From Wikipedia I read SHA-1 function produces an output of 160 bits and expects a max message size of $2^{64}-1$ bits. Is that right?
Yup, looks right.
If I order all possible inputs I would produce approx. $2^{2^{64}}$ different bit array inputs, right?
Yes. The number of possible inputs is the sum of the number of possible $l$-bit strings for $l$ from $0$ to $2^{64}-1$:
$$\sum_{l=0}^{2^{64}-1} 2^l \;=\; 2^{2^{64}} - 1$$
If the bit array has less than $2^{64}-1$ elements it is like receiving 0's for the rest (or maybe start receiving 0's until...)?
Actually, SHA-1's padding is designed to prevent this from occurring. If $\text{SHA-1}$ is to be a secure cryptographic hash function, it shouldn't be possible to come up with any two messages $m_1$, $m_2$ such that $\text{SHA-1}(m_1) = \text{SHA-1}(m_2)$ (i.e. a hash collision). If it were true that $\text{SHA-1}(m) = \text{SHA-1}(m \| 0)$ ($\|$ is concatenation), that would violate this requirement.
If $2^{2^{64}}$ is the whole universe it looks like almost the whole universe is inside each bucket (hash output).
That's a good intuition. $2^{160}$ is a huge number, but $2^{2^{64}}$ is beyond astronomical (it's estimated that there are fewer than $2^{266}$ atoms in the visible universe). This is what makes cryptographic hash functions so interesting.
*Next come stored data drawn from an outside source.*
//! Markdown report generator
//!
//! Generates audit reports in Markdown format. These reports render well in
//! GitHub, GitLab, and VS Code.

use crate::core::progress::RequirementStatus;
use crate::core::report::{ReportContext, ReportGenerator};
use std::error::Error;
use std::fmt::Write;
use std::fs;
use std::path::Path;

/// Embedded Markdown report template
const MARKDOWN_TEMPLATE: &str = include_str!("../templates/report.md");

/// Width of the overall progress bar in characters
const BAR_WIDTH: usize = 20;

/// Markdown report generator
pub struct MarkdownReporter;

impl MarkdownReporter {
    /// Create a new Markdown reporter
    #[must_use]
    pub const fn new() -> Self {
        Self
    }

    /// Render the report using template substitution
    #[allow(clippy::unused_self)]
    fn render_template(&self, ctx: &ReportContext) -> String {
        let mut output = MARKDOWN_TEMPLATE.to_string();

        output = output.replace("{{plan_name}}", ctx.plan_name);
        output = output.replace("{{degree_name}}", &ctx.degree.name);
        output = output.replace("{{percent}}", &ctx.report.percent.to_string());
        output = output.replace(
            "{{completed_credits}}",
            &ctx.report.completed_credits.to_string(),
        );
        output = output.replace("{{total_credits}}", &ctx.report.total_credits.to_string());
        output = output.replace("{{progress_bar}}", &progress_bar(ctx.report.percent));

        output = output.replace(
            "{{requirements_completed}}",
            &ctx.summary.requirements_completed.to_string(),
        );
        output = output.replace(
            "{{requirements_total}}",
            &ctx.summary.requirements_total.to_string(),
        );

        let note = if ctx.summary.requirements_unclassified > 0 {
            format!(
                "\n> {} requirement(s) could not be classified and count all scheduled credits.\n",
                ctx.summary.requirements_unclassified
            )
        } else {
            String::new()
        };
        output = output.replace("{{unclassified_note}}", &note);

        output = output.replace("{{requirement_rows}}", &Self::generate_rows(ctx));
        output = output.replace("{{breadth_section}}", &Self::generate_breadth_section(ctx));

        output
    }

    /// Generate the per-requirement table rows
    fn generate_rows(ctx: &ReportContext) -> String {
        let mut rows = String::new();

        for status in &ctx.report.requirements {
            let state = if status.is_completed { "✓" } else { "✗" };
            let _ = writeln!(
                rows,
                "| {} | {} | {} | {} |",
                status.name,
                status.kind,
                state,
                progress_cell(status)
            );
        }

        rows
    }

    /// Generate the category checklist for the breadth requirement, if any
    fn generate_breadth_section(ctx: &ReportContext) -> String {
        let mut section = String::new();

        for status in &ctx.report.requirements {
            let Some(breadth) = &status.breadth else {
                continue;
            };

            let _ = writeln!(section, "\n## {}\n", status.name);
            let _ = writeln!(
                section,
                "{} of {} categories covered (need {}).\n",
                breadth.satisfied,
                breadth.categories.len(),
                breadth.threshold
            );
            for category in &breadth.categories {
                let mark = if category.satisfied { "x" } else { " " };
                let _ = writeln!(section, "- [{mark}] {}", category.label);
            }
        }

        section
    }
}

impl Default for MarkdownReporter {
    fn default() -> Self {
        Self::new()
    }
}

impl ReportGenerator for MarkdownReporter {
    fn generate(&self, ctx: &ReportContext, output_path: &Path) -> Result<(), Box<dyn Error>> {
        let content = self.render(ctx)?;
        fs::write(output_path, content)?;
        Ok(())
    }

    fn render(&self, ctx: &ReportContext) -> Result<String, Box<dyn Error>> {
        Ok(self.render_template(ctx))
    }
}

/// Render a fixed-width text progress bar for a 0–100 percentage
fn progress_bar(percent: u8) -> String {
    let filled = usize::from(percent) * BAR_WIDTH / 100;
    let mut bar = String::with_capacity(BAR_WIDTH);
    for i in 0..BAR_WIDTH {
        bar.push(if i < filled { '█' } else { '░' });
    }
    bar
}

/// Render the progress cell for one requirement row
fn progress_cell(status: &RequirementStatus) -> String {
    if status.breadth.is_some() {
        format!(
            "{} / {} categories",
            status.completed_credits, status.required_credits
        )
    } else {
        format!(
            "{} / {} credits",
            status.completed_credits, status.required_credits
        )
    }
}

#[cfg(test)]
mod tests {
    use super::*;
    use crate::core::models::{
        Course, Degree, DegreeRequirement, RequirementKind, ScheduledTerm, TermSeason,
        TransferCredits,
    };
    use crate::core::progress::compute;
    use crate::core::progress_export::ProgressSummary;

    #[test]
    fn bar_is_empty_at_zero_and_full_at_hundred() {
        assert_eq!(progress_bar(0), "░".repeat(BAR_WIDTH));
        assert_eq!(progress_bar(100), "█".repeat(BAR_WIDTH));
    }

    #[test]
    fn renders_plan_and_requirement_rows() {
        let mut degree = Degree::new(
            "bsc-cpsc".to_string(),
            "BSc Major in Computer Science".to_string(),
            120,
        );
        degree.add_requirement(
            DegreeRequirement::new(
                "intro".to_string(),
                "Introductory Programming".to_string(),
                RequirementKind::Required,
                4,
            )
            .with_courses(&["CPSC 110"]),
        );
        degree.add_requirement(DegreeRequirement::new(
            "sci-breadth".to_string(),
            "Science Breadth".to_string(),
            RequirementKind::Breadth,
            0,
        ));

        let mut term = ScheduledTerm::new(
            "2025W1".to_string(),
            "Winter 2025 Term 1".to_string(),
            2025,
            TermSeason::Fall,
        );
        term.add_course(Course::new(
            "CPSC 110".to_string(),
            "Computation".to_string(),
            4,
        ));
        let terms = [term];

        let report = compute(&degree, &terms, &TransferCredits::new());
        let summary = ProgressSummary::from_report(&report);
        let ctx = ReportContext::new("Sample Plan", &degree, &report, &summary);

        let rendered = MarkdownReporter::new().render(&ctx).expect("render");

        assert!(rendered.contains("# Degree Progress: Sample Plan"));
        assert!(rendered.contains("BSc Major in Computer Science"));
        assert!(rendered.contains("| Introductory Programming | required | ✓ | 4 / 4 credits |"));
        assert!(rendered.contains("## Science Breadth"));
        assert!(rendered.contains("- [x] Computer Science"));
        assert!(rendered.contains("- [ ] Physics"));
        assert!(!rendered.contains("{{"));
    }
}
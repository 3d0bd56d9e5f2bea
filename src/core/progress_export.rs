//! Export progress reports to CSV

use crate::core::progress::ProgressReport;
use std::error::Error;
use std::path::Path;

/// Trait for exporting a progress report in different formats
pub trait ProgressExporter {
    /// Export a progress report for a plan
    ///
    /// # Errors
    /// Returns an error if export fails
    fn export(
        &self,
        plan_name: &str,
        degree_name: &str,
        report: &ProgressReport,
        output_path: &Path,
    ) -> Result<(), Box<dyn Error>>;
}

/// Summary statistics for a progress report
#[derive(Debug, Clone, PartialEq, Eq)]
pub struct ProgressSummary {
    /// Total number of requirements
    pub requirements_total: usize,
    /// Requirements currently satisfied
    pub requirements_completed: usize,
    /// Requirements evaluated through the catch-all path
    pub requirements_unclassified: usize,
    /// Credits still needed to reach the degree total (0 when met or exceeded)
    pub credits_remaining: u32,
}

impl ProgressSummary {
    /// Compute summary statistics from a progress report
    #[must_use]
    pub fn from_report(report: &ProgressReport) -> Self {
        let requirements_completed = report
            .requirements
            .iter()
            .filter(|r| r.is_completed)
            .count();
        let requirements_unclassified = report
            .requirements
            .iter()
            .filter(|r| r.unclassified)
            .count();

        Self {
            requirements_total: report.requirements.len(),
            requirements_completed,
            requirements_unclassified,
            credits_remaining: report
                .total_credits
                .saturating_sub(report.completed_credits),
        }
    }
}

/// CSV exporter for progress reports
pub struct CsvExporter;

impl ProgressExporter for CsvExporter {
    fn export(
        &self,
        plan_name: &str,
        degree_name: &str,
        report: &ProgressReport,
        output_path: &Path,
    ) -> Result<(), Box<dyn Error>> {
        let summary = ProgressSummary::from_report(report);
        export_progress_csv(plan_name, degree_name, report, &summary, output_path)
    }
}

/// Export a progress report to CSV format with summary statistics
///
/// The file starts with a summary header section (one item per row), then a
/// table with one row per requirement in report order.
///
/// # Errors
/// Returns an error if file writing fails
pub fn export_progress_csv(
    plan_name: &str,
    degree_name: &str,
    report: &ProgressReport,
    summary: &ProgressSummary,
    output_path: &Path,
) -> Result<(), Box<dyn Error>> {
    use std::fs::File;
    use std::io::Write;

    let mut file = File::create(output_path)?;

    // Header section with summary statistics - one item per row
    writeln!(file, "Plan,{plan_name}")?;
    writeln!(file, "Degree,{degree_name}")?;
    writeln!(file, "Total Credits,{}", report.total_credits)?;
    writeln!(file, "Completed Credits,{}", report.completed_credits)?;
    writeln!(file, "Overall Progress,{}%", report.percent)?;
    writeln!(
        file,
        "Requirements Completed,{} of {}",
        summary.requirements_completed, summary.requirements_total
    )?;
    if summary.requirements_unclassified > 0 {
        writeln!(
            file,
            "Unclassified Requirements,{}",
            summary.requirements_unclassified
        )?;
    }
    writeln!(file)?;

    // Requirement table
    writeln!(
        file,
        "Requirement,Name,Kind,Type,Completed,Credits Completed,Credits Required"
    )?;
    for status in &report.requirements {
        let req_type = if status.is_single_course {
            "single-course"
        } else if status.unclassified {
            "unclassified"
        } else {
            "credit-accumulation"
        };
        writeln!(
            file,
            "{},\"{}\",{},{},{},{},{}",
            status.id,
            status.name,
            status.kind,
            req_type,
            if status.is_completed { "yes" } else { "no" },
            status.completed_credits,
            status.required_credits
        )?;
    }

    Ok(())
}

#[cfg(test)]
mod tests {
    use super::*;
    use crate::core::models::{
        Course, CreditRule, Degree, DegreeRequirement, RequirementKind, ScheduledTerm, TermSeason,
        TransferCredits,
    };
    use crate::core::progress::compute;

    fn sample_report() -> ProgressReport {
        let mut degree = Degree::new("d".to_string(), "Degree".to_string(), 120);
        degree.add_requirement(
            DegreeRequirement::new(
                "intro".to_string(),
                "Introductory Programming".to_string(),
                RequirementKind::Required,
                4,
            )
            .with_courses(&["CPSC 110"]),
        );
        degree.add_requirement(
            DegreeRequirement::new(
                "upper-cpsc".to_string(),
                "9 credits of CPSC 300 or above".to_string(),
                RequirementKind::Elective,
                9,
            )
            .with_rule(CreditRule::SubjectAtLevel {
                subject: "CPSC".to_string(),
                min_level: 300,
            }),
        );
        degree.add_requirement(DegreeRequirement::new(
            "mystery".to_string(),
            "Unrecognized requirement".to_string(),
            RequirementKind::Elective,
            12,
        ));

        let mut term = ScheduledTerm::new(
            "2025W1".to_string(),
            "Winter 2025 Term 1".to_string(),
            2025,
            TermSeason::Fall,
        );
        term.add_course(Course::new(
            "CPSC 110".to_string(),
            "Computation".to_string(),
            4,
        ));

        compute(&degree, &[term], &TransferCredits::new())
    }

    #[test]
    fn summary_counts_completed_and_unclassified() {
        let report = sample_report();
        let summary = ProgressSummary::from_report(&report);

        assert_eq!(summary.requirements_total, 3);
        assert_eq!(summary.requirements_completed, 1);
        assert_eq!(summary.requirements_unclassified, 1);
        assert_eq!(summary.credits_remaining, 116);
    }

    #[test]
    fn credits_remaining_saturates_at_zero() {
        let report = ProgressReport {
            total_credits: 10,
            completed_credits: 14,
            percent: 100,
            requirements: Vec::new(),
        };
        let summary = ProgressSummary::from_report(&report);
        assert_eq!(summary.credits_remaining, 0);
    }

    #[test]
    fn csv_export_writes_summary_and_rows() {
        let report = sample_report();
        let dir = tempfile::tempdir().expect("temp dir");
        let path = dir.path().join("progress.csv");

        CsvExporter
            .export("Test Plan", "BSc Major in Computer Science", &report, &path)
            .expect("export");

        let content = std::fs::read_to_string(&path).expect("read back");
        assert!(content.starts_with("Plan,Test Plan"));
        assert!(content.contains("Overall Progress,3%"));
        assert!(content.contains("intro,\"Introductory Programming\",required,single-course,yes,4,4"));
        assert!(content.contains("mystery,\"Unrecognized requirement\",elective,unclassified,no,4,12"));
    }
}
We know that there is an incredibly astronomically massive number of colliding input pairs, but we just can't find any (or at least, we can't with a good hash function: SHA-1 is broken, and someone has most likely already found a collision).
Does it mean that if I take randomly two different inputs of the set of $2^{2^{64}}$ elements the probability that they belong to the same bucket is very high?
If a bucket means a given hash output, then no, the probability is quite low. Let's assume that SHA-1 was a strong, unbroken hash function. Choose one input from the set of $2^{2^{64}}-1$, call it $m_1$, and let $h_1 = \text{SHA-1}(m_1)$. Note that $h_1$ is one of $2^{160}$ possible values. Now choose at random the second input, call it $m_2$, and let $h_2 = \text{SHA-1}(m_2)$. The probability that $h_2$ ended up being the same value as $h_1$ is $1/2^{160}$.
This explanation might better match your intuition: The $2^{2^{64}}-1$ possible inputs are divided into $2^{160}$ equal-sized buckets (approximately equal-sized, at least). All of these buckets are massive, but there are so many buckets that the probability of choosing two values in the same bucket is still quite low.